I like moments of chaos – the confetti run or the first hugs after the ceremony. But I really like the quiet moments. The touch between a bride and her mother or best friend. The look the bride gives her husband during the ceremony. Capturing the quiet moments is the hardest to do well but the most rewarding images can result.
4. What makes you unique as a wedding photographer?
I always say it’s about a photographer’s eye, rather than their skill with photoshop. I often get couples saying they like the humour in my images. One recently said, ‘You have captured everything we wanted about the day and so much more! Thank you. A really fabulous story told through a stranger’s eyes, which actually makes for a very funny, moving and captivating set of images.’
5. What’s the best compliment you’ve had from one of your couples?
An enquiry a few years ago, for a date I was already booked for. I told them I was booked, so they asked could I do the day before? I couldn’t, I had to travel a long way for that other wedding. Then a day or two later, they asked if they moved the wedding to the midweek, could I shoot it? They booked. I was never really sure what they had meant but it transpired, on the wedding day, that they were both art teachers, who taught photography – so the photography style was very important to them. It was also the school holidays, so they could adjust the date.
6. What’s your wedding photography style?
Natural photojournalistic reportage – without photoshop gimmicks.
7. What does it take to be a great wedding photographer?
It’s hard to say, there are so many different styles. I am biased towards the natural reportage approach. With that, I think the best are images that don’t shout about the photographer ‘showing off’ but simply offer a window into the wedding day.
8. Which wedding vendors / venues have inspired you?
To be frank, some venues don’t, despite their reputation… I can often get better images in a simple village hall, rather than a posh, expensive hotel, because the environment helps people relax.
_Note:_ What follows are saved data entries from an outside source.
use kalman_ffi::ffi::{
    clear_last_error, eigen_hits_to_nalgebra_hits, eigen_to_nalgebra, kf_clear_last_error,
    kf_filter_installed, kf_last_error, kf_last_error_message, kf_result_bundle,
    kf_result_release, last_error, live_results, make_array, run_const_b_kf, run_linear_kf,
    with_result, KfResultHandle, ResultBundle,
};
use kalman_ffi::filter::{install_filter, install_shared_filter, uninstall_filter};
use kalman_ffi::types::{Mat2, Mat5, Vec2, Vec3, Vec5};
use kalman_ffi::{BoundaryError, BoundaryStatus, FilterError, FilterOutput, TrackFilter};
use parking_lot::{Mutex, MutexGuard};
use std::sync::Arc;

/// The installed filter is process-wide, so tests touching it run one at a time.
static SERIAL: Mutex<()> = parking_lot::const_mutex(());

fn serial() -> MutexGuard<'static, ()> {
    let _ = tracing_subscriber::fmt().with_test_writer().try_init();
    clear_last_error();
    SERIAL.lock()
}

#[derive(Debug, Clone, PartialEq)]
struct Call {
    hits: Vec<Vec2>,
    covariances: Vec<Mat2>,
    b_field: Option<Vec3>,
}

/// Echoes each hit back as a residual and records what it was given.
#[derive(Default)]
struct RecordingFilter {
    calls: Mutex<Vec<Call>>,
}

impl RecordingFilter {
    fn echo(&self, call: Call) -> FilterOutput {
        let mut output = FilterOutput::with_capacity(call.hits.len());
        for (hit, cov) in call.hits.iter().zip(&call.covariances) {
            output.push(
                Vec5::new(hit.x, hit.y, 0.0, 0.0, 0.0),
                Mat5::identity(),
                *cov,
                *hit,
            );
        }
        self.calls.lock().push(call);
        output
    }
}

impl TrackFilter for RecordingFilter {
    fn run_linear(&self, hits: &[Vec2], covariances: &[Mat2]) -> Result<FilterOutput, FilterError> {
        Ok(self.echo(Call {
            hits: hits.to_vec(),
            covariances: covariances.to_vec(),
            b_field: None,
        }))
    }

    fn run_const_b(
        &self,
        hits: &[Vec2],
        covariances: &[Mat2],
        b_field: &Vec3,
    ) -> Result<FilterOutput, FilterError> {
        Ok(self.echo(Call {
            hits: hits.to_vec(),
            covariances: covariances.to_vec(),
            b_field: Some(*b_field),
        }))
    }
}

struct FailingFilter;

impl TrackFilter for FailingFilter {
    fn run_linear(&self, _: &[Vec2], _: &[Mat2]) -> Result<FilterOutput, FilterError> {
        Err(FilterError::NonInvertible)
    }

    fn run_const_b(&self, _: &[Vec2], _: &[Mat2], _: &Vec3) -> Result<FilterOutput, FilterError> {
        panic!("constant field filter exploded")
    }
}

/// Drops the last residual so the result sequences disagree in length.
struct TruncatingFilter;

impl TrackFilter for TruncatingFilter {
    fn run_linear(&self, hits: &[Vec2], covariances: &[Mat2]) -> Result<FilterOutput, FilterError> {
        let mut output = RecordingFilter::default().echo(Call {
            hits: hits.to_vec(),
            covariances: covariances.to_vec(),
            b_field: None,
        });
        output.residual_vectors.pop();
        Ok(output)
    }

    fn run_const_b(
        &self,
        hits: &[Vec2],
        covariances: &[Mat2],
        _: &Vec3,
    ) -> Result<FilterOutput, FilterError> {
        self.run_linear(hits, covariances)
    }
}

fn install_recording() -> Arc<RecordingFilter> {
    let filter = Arc::new(RecordingFilter::default());
    install_shared_filter(filter.clone());
    filter
}

fn message() -> String {
    let mut buf = [0 as core::ffi::c_char; 256];
    let written = unsafe { kf_last_error_message(buf.as_mut_ptr(), buf.len()) };
    assert!(written >= 0);
    let bytes: Vec<u8> = buf[..written as usize].iter().map(|&c| c as u8).collect();
    String::from_utf8(bytes).unwrap()
}

#[test]
fn make_array_sums_exactly_length_values() {
    let _guard = serial();
    let data = [1.0, 2.0, 3.0, 4.0, f64::NAN, f64::NAN];
    let sum = unsafe { make_array(data.as_ptr(), 4) };
    assert_eq!(sum, 16.0);
}

#[test]
fn make_array_zero_length_ignores_null() {
    let _guard = serial();
    let sum = unsafe { make_array(core::ptr::null(), 0) };
    assert_eq!(sum, 6.0);
    assert_eq!(kf_last_error(), BoundaryStatus::Ok);
}

#[test]
fn make_array_negative_length_fails() {
    let _guard = serial();
    let data = [1.0];
    let sum = unsafe { make_array(data.as_ptr(), -1) };
    assert!(sum.is_nan());
    assert_eq!(kf_last_error(), BoundaryStatus::InvalidLength);
    assert_eq!(message(), "invalid length -1 for `length`");
}

#[test]
fn make_array_null_pointer_fails() {
    let _guard = serial();
    let sum = unsafe { make_array(core::ptr::null(), 3) };
    assert!(sum.is_nan());
    assert_eq!(
        last_error(),
        Some(BoundaryError::NullPointer {
            argument: "arr_start"
        })
    );
}

#[test]
fn eigen_to_nalgebra_accepts_aligned_interior_pointer() {
    let _guard = serial();
    let mut data = [f64::NAN; 11];
    for i in 0..9 {
        data[i + 1] = (i + 1) as f64;
    }
    let status = unsafe { eigen_to_nalgebra(data[1..].as_ptr()) };
    assert_eq!(status, BoundaryStatus::Ok);
}

#[test]
fn successful_call_clears_previous_failure() {
    let _guard = serial();
    let sum = unsafe { make_array(core::ptr::null(), 1) };
    assert!(sum.is_nan());
    assert_eq!(kf_last_error(), BoundaryStatus::NullPointer);

    // A NaN in valid data is told apart from a failure by the slot.
    let data = [f64::NAN];
    let sum = unsafe { make_array(data.as_ptr(), 1) };
    assert!(sum.is_nan());
    assert_eq!(kf_last_error(), BoundaryStatus::Ok);
    assert_eq!(last_error(), None);

    unsafe { make_array(core::ptr::null(), 1) };
    let matrix = [0.0_f64; 9];
    let status = unsafe { eigen_to_nalgebra(matrix.as_ptr()) };
    assert_eq!(status, BoundaryStatus::Ok);
    assert_eq!(kf_last_error(), BoundaryStatus::Ok);

    unsafe { make_array(core::ptr::null(), 1) };
    assert_eq!(kf_result_release(KfResultHandle(u64::MAX)), BoundaryStatus::StaleHandle);
    assert_eq!(kf_last_error(), BoundaryStatus::StaleHandle);
}

#[test]
fn last_error_can_be_cleared_from_c() {
    let _guard = serial();
    unsafe { make_array(core::ptr::null(), 1) };
    assert_eq!(kf_last_error(), BoundaryStatus::NullPointer);

    kf_clear_last_error();
    assert_eq!(kf_last_error(), BoundaryStatus::Ok);
    let mut buf = [0 as core::ffi::c_char; 16];
    assert_eq!(
        unsafe { kf_last_error_message(buf.as_mut_ptr(), buf.len()) },
        0
    );
}

#[test]
fn eigen_to_nalgebra_rejects_misaligned_pointer() {
    let _guard = serial();
    let data = [0.0_f64; 10];
    let ptr = (data.as_ptr() as *const u8).wrapping_add(4) as *const f64;
    let status = unsafe { eigen_to_nalgebra(ptr) };
    assert_eq!(status, BoundaryStatus::Misaligned);
    assert!(message().contains("`matrix_ptr`"));
}

#[test]
fn eigen_hits_to_nalgebra_hits_status_codes() {
    let _guard = serial();
    let data = [1.0, 2.0, 3.0, 4.0];
    assert_eq!(
        unsafe { eigen_hits_to_nalgebra_hits(data.as_ptr(), 2) },
        BoundaryStatus::Ok
    );
    assert_eq!(
        unsafe { eigen_hits_to_nalgebra_hits(core::ptr::null(), 0) },
        BoundaryStatus::Ok
    );
    assert_eq!(
        unsafe { eigen_hits_to_nalgebra_hits(core::ptr::null(), 2) },
        BoundaryStatus::NullPointer
    );
}

#[test]
fn run_linear_kf_without_filter_fails() {
    let _guard = serial();
    uninstall_filter();
    assert_eq!(kf_filter_installed(), 0);

    let handle = unsafe { run_linear_kf(core::ptr::null(), core::ptr::null(), 0) };
    assert!(handle.is_invalid());
    assert_eq!(kf_last_error(), BoundaryStatus::NoFilterInstalled);
}

#[test]
fn run_linear_kf_reads_paired_blocks_only() {
    let _guard = serial();
    let filter = install_recording();
    assert_eq!(kf_filter_installed(), 1);

    let hits = [1.0, 2.0, 3.0, 4.0, 5.0, 6.0, f64::NAN, f64::NAN];
    let covariances = [
        0.1, 0.0, 0.0, 0.2, //
        0.3, 0.0, 0.0, 0.4, //
        0.5, 0.0, 0.0, 0.6, //
        f64::NAN, f64::NAN, f64::NAN, f64::NAN,
    ];

    let handle = unsafe { run_linear_kf(hits.as_ptr(), covariances.as_ptr(), 3) };
    assert!(!handle.is_invalid());

    let calls = filter.calls.lock().clone();
    assert_eq!(calls.len(), 1);
    assert_eq!(
        calls[0].hits,
        vec![Vec2::new(1.0, 2.0), Vec2::new(3.0, 4.0), Vec2::new(5.0, 6.0)]
    );
    assert_eq!(calls[0].covariances[2], Mat2::new(0.5, 0.0, 0.0, 0.6));
    assert_eq!(calls[0].b_field, None);

    assert_eq!(kf_result_release(handle), BoundaryStatus::Ok);
    uninstall_filter();
}

#[test]
fn run_const_b_kf_passes_field() {
    let _guard = serial();
    let filter = install_recording();

    let hits = [1.0, 2.0];
    let covariances = [1.0, 0.0, 0.0, 1.0];
    let field = [0.0, 0.0, 2.0, f64::NAN];

    let handle =
        unsafe { run_const_b_kf(hits.as_ptr(), covariances.as_ptr(), field.as_ptr(), 1) };
    assert!(!handle.is_invalid());
    assert_eq!(
        filter.calls.lock()[0].b_field,
        Some(Vec3::new(0.0, 0.0, 2.0))
    );

    assert_eq!(kf_result_release(handle), BoundaryStatus::Ok);
    uninstall_filter();
}

#[test]
fn run_const_b_kf_rejects_null_field() {
    let _guard = serial();
    let filter = install_recording();

    let handle = unsafe {
        run_const_b_kf(
            [1.0, 2.0].as_ptr(),
            [1.0, 0.0, 0.0, 1.0].as_ptr(),
            core::ptr::null(),
            1,
        )
    };
    assert!(handle.is_invalid());
    assert_eq!(
        last_error(),
        Some(BoundaryError::NullPointer { argument: "b_field" })
    );
    assert!(filter.calls.lock().is_empty());
    uninstall_filter();
}

#[test]
fn result_bundle_stays_valid_until_release() {
    let _guard = serial();
    install_recording();

    let hits = [1.0, 2.0, 3.0, 4.0];
    let covariances = [0.1, 0.0, 0.0, 0.2, 0.3, 0.0, 0.0, 0.4];
    let baseline = live_results();
    let handle = unsafe { run_linear_kf(hits.as_ptr(), covariances.as_ptr(), 2) };
    assert_eq!(live_results(), baseline + 1);

    let mut bundle = ResultBundle::EMPTY;
    assert_eq!(
        unsafe { kf_result_bundle(handle, &mut bundle) },
        BoundaryStatus::Ok
    );
    assert_eq!(bundle.len, 2);

    // Run more calls in between; the first result must not move or change.
    let other = unsafe { run_linear_kf(hits.as_ptr(), covariances.as_ptr(), 2) };
    assert_eq!(live_results(), baseline + 2);
    assert_eq!(kf_result_release(other), BoundaryStatus::Ok);
    assert_eq!(live_results(), baseline + 1);

    let residuals = unsafe { core::slice::from_raw_parts(bundle.residual_vectors, 4) };
    assert_eq!(residuals, &hits);
    let residual_covariances =
        unsafe { core::slice::from_raw_parts(bundle.residual_covariances, 8) };
    assert_eq!(residual_covariances, &covariances);
    let states = unsafe { core::slice::from_raw_parts(bundle.state_vectors, 10) };
    assert_eq!(&states[5..7], &[3.0, 4.0]);

    let entries = with_result(handle, |output| output.covariances.len()).unwrap();
    assert_eq!(entries, 2);

    assert_eq!(kf_result_release(handle), BoundaryStatus::Ok);
    assert_eq!(live_results(), baseline);
    assert_eq!(kf_result_release(handle), BoundaryStatus::StaleHandle);
    assert_eq!(live_results(), baseline);
    assert_eq!(
        unsafe { kf_result_bundle(handle, &mut bundle) },
        BoundaryStatus::StaleHandle
    );
    uninstall_filter();
}

#[test]
fn result_bundle_rejects_null_out() {
    let _guard = serial();
    let status = unsafe { kf_result_bundle(KfResultHandle(1), core::ptr::null_mut()) };
    assert_eq!(status, BoundaryStatus::NullPointer);
}

#[test]
fn filter_failures_are_reported() {
    let _guard = serial();
    install_filter(FailingFilter);

    let hits = [1.0, 2.0];
    let covariances = [1.0, 0.0, 0.0, 1.0];
    let field = [0.0, 0.0, 1.0];

    let handle = unsafe { run_linear_kf(hits.as_ptr(), covariances.as_ptr(), 1) };
    assert!(handle.is_invalid());
    assert_eq!(kf_last_error(), BoundaryStatus::FilterFailed);
    assert_eq!(message(), "track filter failed: matrix is not invertible");

    let handle =
        unsafe { run_const_b_kf(hits.as_ptr(), covariances.as_ptr(), field.as_ptr(), 1) };
    assert!(handle.is_invalid());
    assert_eq!(kf_last_error(), BoundaryStatus::Panicked);

    uninstall_filter();
}

#[test]
fn last_error_message_needs_room() {
    let _guard = serial();
    unsafe { make_array(core::ptr::null(), 1) };

    let mut tiny = [0 as core::ffi::c_char; 4];
    assert_eq!(
        unsafe { kf_last_error_message(tiny.as_mut_ptr(), tiny.len()) },
        -1
    );
    assert_eq!(
        unsafe { kf_last_error_message(core::ptr::null_mut(), 64) },
        -1
    );

    clear_last_error();
    assert_eq!(
        unsafe { kf_last_error_message(tiny.as_mut_ptr(), tiny.len()) },
        0
    );
}

#[test]
fn failed_filter_calls_store_nothing() {
    let _guard = serial();
    let hits = [1.0, 2.0];
    let covariances = [1.0, 0.0, 0.0, 1.0];
    let field = [0.0, 0.0, 1.0];
    let baseline = live_results();

    uninstall_filter();
    let handle = unsafe { run_linear_kf(hits.as_ptr(), covariances.as_ptr(), 1) };
    assert!(handle.is_invalid());
    assert_eq!(kf_last_error(), BoundaryStatus::NoFilterInstalled);
    assert_eq!(live_results(), baseline);

    install_filter(TruncatingFilter);
    let handle = unsafe { run_linear_kf(hits.as_ptr(), covariances.as_ptr(), 1) };
    assert!(handle.is_invalid());
    assert_eq!(kf_last_error(), BoundaryStatus::InconsistentOutput);
    assert_eq!(live_results(), baseline);

    install_filter(FailingFilter);
    let handle = unsafe { run_linear_kf(hits.as_ptr(), covariances.as_ptr(), 1) };
    assert!(handle.is_invalid());
    assert_eq!(kf_last_error(), BoundaryStatus::FilterFailed);
    assert_eq!(live_results(), baseline);

    let handle =
        unsafe { run_const_b_kf(hits.as_ptr(), covariances.as_ptr(), field.as_ptr(), 1) };
    assert!(handle.is_invalid());
    assert_eq!(kf_last_error(), BoundaryStatus::Panicked);
    assert_eq!(live_results(), baseline);

    uninstall_filter();
}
It’s been a funny year, as I’ve shot a lot of weddings in private gardens, rather than wedding venues but I was back for a wedding at one of my favourite local venues recently, Cissbury Barns. A very chilled crew and all contained in a small but not cramped area. Even on a wet and cold day, it works.
As for vendors, I love good magicians at weddings – they offer better pictures of people than them just standing talking to each other. I worked with a good one at my last wedding of the year, a December wedding in Gloucestershire. A very relaxed, unshowy magician, Patrick (@themagicianpatrick). I always tell myself that shooting over their shoulder, I can work out the trick – but I never can, I’ve no idea how he did the tricks!
9. What’s the best advice you can give to the brides and grooms reading this article?
You don’t need to spend a fortune. You don’t need to do everything that your friend/family says you ‘must’ do – all those traditional bits. Just look to create a day that suits you and your friends, that lets people relax and then just enjoy it. A reportage wedding photographer will then quietly get on and capture this, without constantly breaking up your day. It’s your day, no-one elses – do it your way!
10. And finally, tell us a little about you! What makes the guy behind the camera tick?
Dunno really – it’s not about me – that’s the point. I promise no selfies, with the bride and groom, on the dance floor though!